I did a search on my post and didn't find the word "heavy". But, I assume it is meant as an interpretation of what the context is all about.
>I run 10 different ASP.NET apps on my server 3 of which generate on average 500,000 backend hits a day and much more during peaks, and the server isn't even sweating over this load. And this is on 6 year old albeit reasonably powerful machine (Quadcore, multiple drives for OS/data)...
Good
>With customers I routinely run apps that are running multiple millions of hits a day on a single moderately configured box... for light loads getting several hundred requests a second is not unheard of with IIS and ASP.NET.
Very good
>But, a lot depends on what you're doing in your backend hits. 20-25 database hits is a lot, but ultimately what matters is how long do requests take and what CPU impact do they have. You should be able to monitor CPU load which is usually a good indicator of whether your server is on its way to overload. Generally when load consistently spikes over 50% it's time to think about more hardware or load balancing of some sort.

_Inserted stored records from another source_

use axum::{
    Router,
    body::Body,
    http::{Request, StatusCode},
};
use http_body_util::BodyExt;
use std::sync::{Arc, Mutex};
use tower::ServiceExt;
use yuzutube::clients::{SearchError, VideoSearch};
use yuzutube::config::Config;
use yuzutube::models::{RawVideo, VideoDetails};
use yuzutube::web::{AppState, router};

/// In-memory provider that answers every search with a fixed script and
/// records the calls it receives.
struct ScriptedProvider {
    outcome: Outcome,
    calls: Mutex<Vec<(String, usize)>>,
}

enum Outcome {
    Videos(Vec<RawVideo>),
    Fail,
}

impl ScriptedProvider {
    fn new(outcome: Outcome) -> Arc<Self> {
        Arc::new(Self {
            outcome,
            calls: Mutex::new(Vec::new()),
        })
    }

    fn calls(&self) -> Vec<(String, usize)> {
        self.calls.lock().unwrap().clone()
    }
}

#[async_trait::async_trait]
impl VideoSearch for ScriptedProvider {
    fn name(&self) -> &'static str {
        "scripted"
    }

    async fn search(&self, keyword: &str, limit: usize) -> Result<Vec<RawVideo>, SearchError> {
        self.calls.lock().unwrap().push((keyword.to_string(), limit));
        match &self.outcome {
            Outcome::Videos(videos) => Ok(videos.clone()),
            Outcome::Fail => Err(SearchError::Parse {
                provider: "scripted",
                message: "upstream changed".to_string(),
            }),
        }
    }

    async fn video(&self, id: &str) -> Result<Option<VideoDetails>, SearchError> {
        match &self.outcome {
            Outcome::Videos(videos) => Ok(videos
                .iter()
                .find(|v| v.id.as_deref() == Some(id))
                .map(|v| VideoDetails {
                    id: id.to_string(),
                    title: v.title.clone().unwrap_or_default(),
                    channel: v.channel.clone(),
                })),
            Outcome::Fail => Err(SearchError::Parse {
                provider: "scripted",
                message: "upstream changed".to_string(),
            }),
        }
    }
}

fn video(n: usize) -> RawVideo {
    RawVideo {
        id: Some(format!("video{n:06}")),
        title: Some(format!("Cat video {n}")),
        link: Some(format!("https://www.youtube.com/watch?v=video{n:06}")),
        channel: Some("Cat TV".to_string()),
        duration: Some(format!("{n}:00")),
        thumbnail: Some(format!("https://i.ytimg.com/vi/video{n:06}/hqdefault.jpg")),
    }
}

fn spawn_app(provider: Arc<ScriptedProvider>) -> Router {
    let state = Arc::new(AppState::new(Config::default(), provider, None));
    router(state)
}

async fn get(app: &Router, uri: &str) -> (StatusCode, String) {
    let response = app
        .clone()
        .oneshot(Request::builder().uri(uri).body(Body::empty()).unwrap())
        .await
        .unwrap();

    let status = response.status();
    let body = response.into_body().collect().await.unwrap().to_bytes();
    (status, String::from_utf8(body.to_vec()).unwrap())
}

const PROMPT: &str = "Enter a keyword and press the search button.";

#[tokio::test]
async fn test_index_shows_prompt_and_empty_form() {
    let provider = ScriptedProvider::new(Outcome::Videos(vec![video(1)]));
    let app = spawn_app(provider.clone());

    let (status, body) = get(&app, "/").await;

    assert_eq!(status, StatusCode::OK);
    assert!(body.contains(PROMPT));
    assert!(body.contains("value=\"\""));
    assert!(!body.contains("<li"));
    assert!(provider.calls().is_empty());
}

#[tokio::test]
async fn test_empty_query_does_not_search() {
    let provider = ScriptedProvider::new(Outcome::Videos(vec![video(1)]));
    let app = spawn_app(provider.clone());

    for uri in ["/search", "/search?q=", "/search?q=%20%20%09"] {
        let (status, body) = get(&app, uri).await;
        assert_eq!(status, StatusCode::OK, "{uri}");
        assert!(body.contains(PROMPT), "{uri}");
        assert!(!body.contains("<li"), "{uri}");
    }

    assert!(provider.calls().is_empty());
}

#[tokio::test]
async fn test_query_is_trimmed_and_limited_to_ten() {
    let provider = ScriptedProvider::new(Outcome::Videos(vec![video(1)]));
    let app = spawn_app(provider.clone());

    let (status, _) = get(&app, "/search?q=++cute+cats+").await;

    assert_eq!(status, StatusCode::OK);
    assert_eq!(provider.calls(), vec![("cute cats".to_string(), 10)]);
}

#[tokio::test]
async fn test_three_results_render_three_entries() {
    let videos = vec![video(1), video(2), video(3)];
    let provider = ScriptedProvider::new(Outcome::Videos(videos.clone()));
    let app = spawn_app(provider);

    let (status, body) = get(&app, "/search?q=cats").await;

    assert_eq!(status, StatusCode::OK);
    assert_eq!(body.matches("<li>").count(), 3);
    assert!(!body.contains(PROMPT));

    let mut last = 0;
    for v in &videos {
        let href = format!("href=\"{}\"", v.link.as_deref().unwrap());
        let pos = body.find(&href).expect("result link rendered");
        assert!(pos > last, "results keep provider order");
        last = pos;
    }

    assert_eq!(body.matches("<img ").count(), 3);
    assert!(body.contains("src=\"https://i.ytimg.com/vi/video000002/hqdefault.jpg\" loading=\"lazy\""));
}

#[tokio::test]
async fn test_more_than_ten_results_are_capped() {
    let videos: Vec<RawVideo> = (1..=15).map(video).collect();
    let app = spawn_app(ScriptedProvider::new(Outcome::Videos(videos)));

    let (_, body) = get(&app, "/search?q=cats").await;

    assert_eq!(body.matches("<li>").count(), 10);
    assert!(body.contains("Cat video 10<"));
    assert!(!body.contains("Cat video 11<"));
}

#[tokio::test]
async fn test_provider_failure_renders_empty_page_with_200() {
    let provider = ScriptedProvider::new(Outcome::Fail);
    let app = spawn_app(provider.clone());

    let (status, body) = get(&app, "/search?q=cats").await;

    assert_eq!(status, StatusCode::OK);
    assert_eq!(body.matches("<li").count(), 0);
    assert!(body.contains(PROMPT));
    assert_eq!(provider.calls().len(), 1);
}

#[tokio::test]
async fn test_missing_fields_use_placeholders() {
    let record = RawVideo {
        title: Some("Nameless channel".to_string()),
        link: Some("https://example.com/v".to_string()),
        ..RawVideo::default()
    };
    let app = spawn_app(ScriptedProvider::new(Outcome::Videos(vec![record])));

    let (_, body) = get(&app, "/search?q=cats").await;

    assert!(body.contains("Channel: unknown | Duration: unknown"));
    assert!(body.contains("href=\"https://example.com/v\""));
    assert!(!body.contains("<img"));

    let app = spawn_app(ScriptedProvider::new(Outcome::Videos(vec![
        RawVideo::default(),
    ])));
    let (_, body) = get(&app, "/search?q=cats").await;
    assert!(body.contains("href=\"#\""));
    assert!(body.contains("<strong>unknown</strong>"));
}

#[tokio::test]
async fn test_form_round_trips_the_query() {
    let app = spawn_app(ScriptedProvider::new(Outcome::Videos(vec![])));

    let (_, body) = get(&app, "/search?q=%E3%82%86%E3%81%9A+%26+%22tea%22").await;

    assert!(body.contains("action=\"/search\""));
    assert!(body.contains("value=\"ゆず &amp; &quot;tea&quot;\""));
    assert!(body.contains("Results for “ゆず &amp; \"tea\"”"));
}

#[tokio::test]
async fn test_zero_results_keep_the_prompt() {
    let app = spawn_app(ScriptedProvider::new(Outcome::Videos(vec![])));

    let (status, body) = get(&app, "/search?q=nothing+matches").await;

    assert_eq!(status, StatusCode::OK);
    assert!(body.contains(PROMPT));
    assert!(!body.contains("<ul>"));
}

#[tokio::test]
async fn test_security_headers_are_set() {
    let app = spawn_app(ScriptedProvider::new(Outcome::Videos(vec![])));

    let response = app
        .oneshot(Request::builder().uri("/").body(Body::empty()).unwrap())
        .await
        .unwrap();

    let headers = response.headers();
    assert_eq!(headers["x-content-type-options"], "nosniff");
    let csp = headers["content-security-policy"].to_str().unwrap();
    assert!(csp.contains("default-src 'none'"));
    assert!(csp.contains("img-src https:;"));
    assert!(csp.contains("frame-src https://www.youtube-nocookie.com"));
    assert!(!csp.contains("data:"));
    assert!(
        headers["content-type"]
            .to_str()
            .unwrap()
            .starts_with("text/html")
    );
}

#[tokio::test]
async fn test_watch_requires_a_video_id() {
    let app = spawn_app(ScriptedProvider::new(Outcome::Videos(vec![video(1)])));

    let (status, _) = get(&app, "/watch").await;
    assert_eq!(status, StatusCode::BAD_REQUEST);

    let (status, _) = get(&app, "/watch?v=%3Cscript%3E").await;
    assert_eq!(status, StatusCode::BAD_REQUEST);
}

#[tokio::test]
async fn test_watch_unknown_video_is_not_found() {
    let app = spawn_app(ScriptedProvider::new(Outcome::Videos(vec![video(1)])));
    let (status, body) = get(&app, "/watch?v=doesnotexist").await;
    assert_eq!(status, StatusCode::NOT_FOUND);
    assert!(body.contains("could not be found"));

    let app = spawn_app(ScriptedProvider::new(Outcome::Fail));
    let (status, _) = get(&app, "/watch?v=video000001").await;
    assert_eq!(status, StatusCode::NOT_FOUND);
}

#[tokio::test]
async fn test_watch_page_embeds_video_and_lists_related() {
    let videos: Vec<RawVideo> = (1..=8).map(video).collect();
    let provider = ScriptedProvider::new(Outcome::Videos(videos));
    let app = spawn_app(provider.clone());

    let (status, body) = get(&app, "/watch?v=video000001").await;

    assert_eq!(status, StatusCode::OK);
    assert!(body.contains("https://www.youtube-nocookie.com/embed/video000001"));
    assert!(body.contains("<h1>Cat video 1</h1>"));
    assert_eq!(body.matches("<li>").count(), 5);
    assert!(!body.contains("/watch?v=video000001\""));
    assert_eq!(provider.calls(), vec![("Cat video 1".to_string(), 6)]);
}

#[tokio::test]
async fn test_metrics_endpoint_without_recorder() {
    let app = spawn_app(ScriptedProvider::new(Outcome::Videos(vec![])));
    let (status, body) = get(&app, "/metrics").await;
    assert_eq!(status, StatusCode::NOT_FOUND);
    assert_eq!(body, "Metrics are disabled");
}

Yes, we are watching some of that. And, yes, each hit generates a lot of hits on the SQL Server. It is also using big databases with a lot of indexes having several fields and so on. I still believe we can reach over a million with the current infrastructure.
>Luckily load balancing with IIS is pretty easy these days with Application Request Routing which is a built-in IIS load balancer that is easy to use and actually is pretty efficient. So there are fairly easy scalability options available.
But, for that, I believe we need IIS 7. Is that correct?